Many Texans are surprised to learn that their tax dollars provide 100 percent of the funding for primary elections that the Republican and Democratic parties stage in each election cycle. These private entities have received public funds for their primary elections since 1972. The candidates who win the Republican and Democratic primaries become the parties’ nominees, and the parties’ nominees are listed on the general election ballot automatically. Meanwhile, anyone else who wants to run for public office in Texas must comply with an outdated, inefficient, overly burdensome and above all, expensive set of requirements to appear on the ballot. In our report OUTDATED, OVERREGULATED AND JUST PLAIN COMPLICATED: How Ballot Access Laws Deny Texas Voters a Free Choice at the Polls, Texans for Voter Choice showed that new or minor party candidates for statewide office could expect to pay a minimum of $210,000, and an independent candidate for president $360,000, to comply with the nomination petition signature requirements to appear on Texas’ 2016 general election ballot.

In this report, we examine how taxpayers subsidize the Republican and Democratic parties’ process by which they place their candidates on the ballot. Based on data provided by the Office of the Texas Comptroller of Public Accounts[i], we found that from 2001-2016 Texas taxpayers spent more than $100 million to reimburse Texas Counties, and the Republican and Democratic parties for the cost of administering their primary elections and voter registration.

These expenditures are mandated by law, but a system that authorizes just two of the active political parties to place their candidates on the ballot at no cost, while imposing regulatory and financial barriers that are cost-prohibitive for all but the wealthiest of potential challengers, does not provide a level playing field for political competition. The very existence of such barriers acts as a strong disincentive to minor party or independent candidates who would otherwise run for office. Those that do attempt to qualify for the ballot find that it requires an all-consuming effort which, even if successful, drains their resources before the campaign begins. And unlike the Republican and Democratic parties, Texas law makes no provision for reimbursing them

The impact of this discriminatory system is reflected in the large number of general election races that lack real competition. In 2016, 44 percent of the races for Texas State Senate and 54 percent of the races for State House had only one candidate running unopposed. Voters in these districts – roughly half the state – had no choice at all as to who represents them in the Legislature. In many other safely “Red” or “Blue” districts, voters are routinely denied a genuine choice, because either the Republican or the Democrat is practically guaranteed to win. For these voters, the electoral process is fundamentally failing. It strips them of the power to choose their elected representatives, and relegates them to the role of passive observers in a system that produces largely pre-determined outcomes.

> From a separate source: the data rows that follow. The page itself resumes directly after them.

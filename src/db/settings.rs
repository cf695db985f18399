use serde_json::{Map, Value};
use sqlx::{Pool, Sqlite};
use tracing::{info, instrument};

use crate::{
    error::AppError,
    models::{DbTherapistSettings, TherapistSettings},
};

#[instrument(skip(pool))]
pub async fn get_therapist_settings(
    pool: &Pool<Sqlite>,
    user_id: i64,
) -> Result<TherapistSettings, AppError> {
    info!("Getting therapist settings");
    let row = sqlx::query_as::<_, DbTherapistSettings>(
        "SELECT id, user_id, profile_settings, account_settings, updated_at
         FROM therapists WHERE user_id = ?",
    )
    .bind(user_id)
    .fetch_optional(pool)
    .await?;

    match row {
        Some(settings) => Ok(TherapistSettings::from(settings)),
        _ => Err(AppError::NotFound(format!(
            "Settings for user {} not found",
            user_id
        ))),
    }
}

async fn write_settings_section(
    pool: &Pool<Sqlite>,
    user_id: i64,
    column: &str,
    section: &Map<String, Value>,
) -> Result<TherapistSettings, AppError> {
    let serialized = serde_json::to_string(section)?;

    let res = sqlx::query(&format!(
        "UPDATE therapists SET {} = ?, updated_at = CURRENT_TIMESTAMP WHERE user_id = ?",
        column
    ))
    .bind(serialized)
    .bind(user_id)
    .execute(pool)
    .await?;

    if res.rows_affected() == 0 {
        return Err(AppError::NotFound(format!(
            "Settings for user {} not found",
            user_id
        )));
    }

    get_therapist_settings(pool, user_id).await
}

/// Replaces the profile section of the therapist's settings.
#[instrument(skip(pool, section))]
pub async fn update_therapist_profile_settings(
    pool: &Pool<Sqlite>,
    user_id: i64,
    section: &Map<String, Value>,
) -> Result<TherapistSettings, AppError> {
    info!("Updating therapist profile settings");
    write_settings_section(pool, user_id, "profile_settings", section).await
}

/// Replaces the account section of the therapist's settings.
#[instrument(skip(pool, section))]
pub async fn update_therapist_account_settings(
    pool: &Pool<Sqlite>,
    user_id: i64,
    section: &Map<String, Value>,
) -> Result<TherapistSettings, AppError> {
    info!("Updating therapist account settings");
    write_settings_section(pool, user_id, "account_settings", section).await
}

The net result is that Texas is starving its democratic processes. By subsidizing the two oldest political parties, while imposing cost-prohibitive barriers upon their potential competitors, the state is systematically denying voters the opportunity to hear from new candidates who can inject innovative ideas and perspectives into the political debate.

How Did We Get Here?

Prior to 1972, Texas funded its primary elections by charging filing fees to the candidates running in them. The fees ranged from $150 to $8,900, depending on the office. Several candidates who sought to run in the Democratic Party’s 1970 primary election, joined by a group of voters, challenged the constitutionality of these fees on the ground that they discriminated against candidates who lacked the means to pay them. The case eventually reached the United States Supreme Court, which affirmed a lower court decision enjoining the statute that imposed the fees.

“By requiring candidates to shoulder the costs of conducting primary elections through filing fees,” the Court concluded in Bullock v. Carter, “and by providing no reasonable alternative means of access to the ballot, the State of Texas has erected a system that utilizes the criterion of ability to pay as a condition to being on the ballot, thus excluding some candidates otherwise qualified and denying an undetermined number of voters the opportunity to vote for candidates of their choice”.  [ii]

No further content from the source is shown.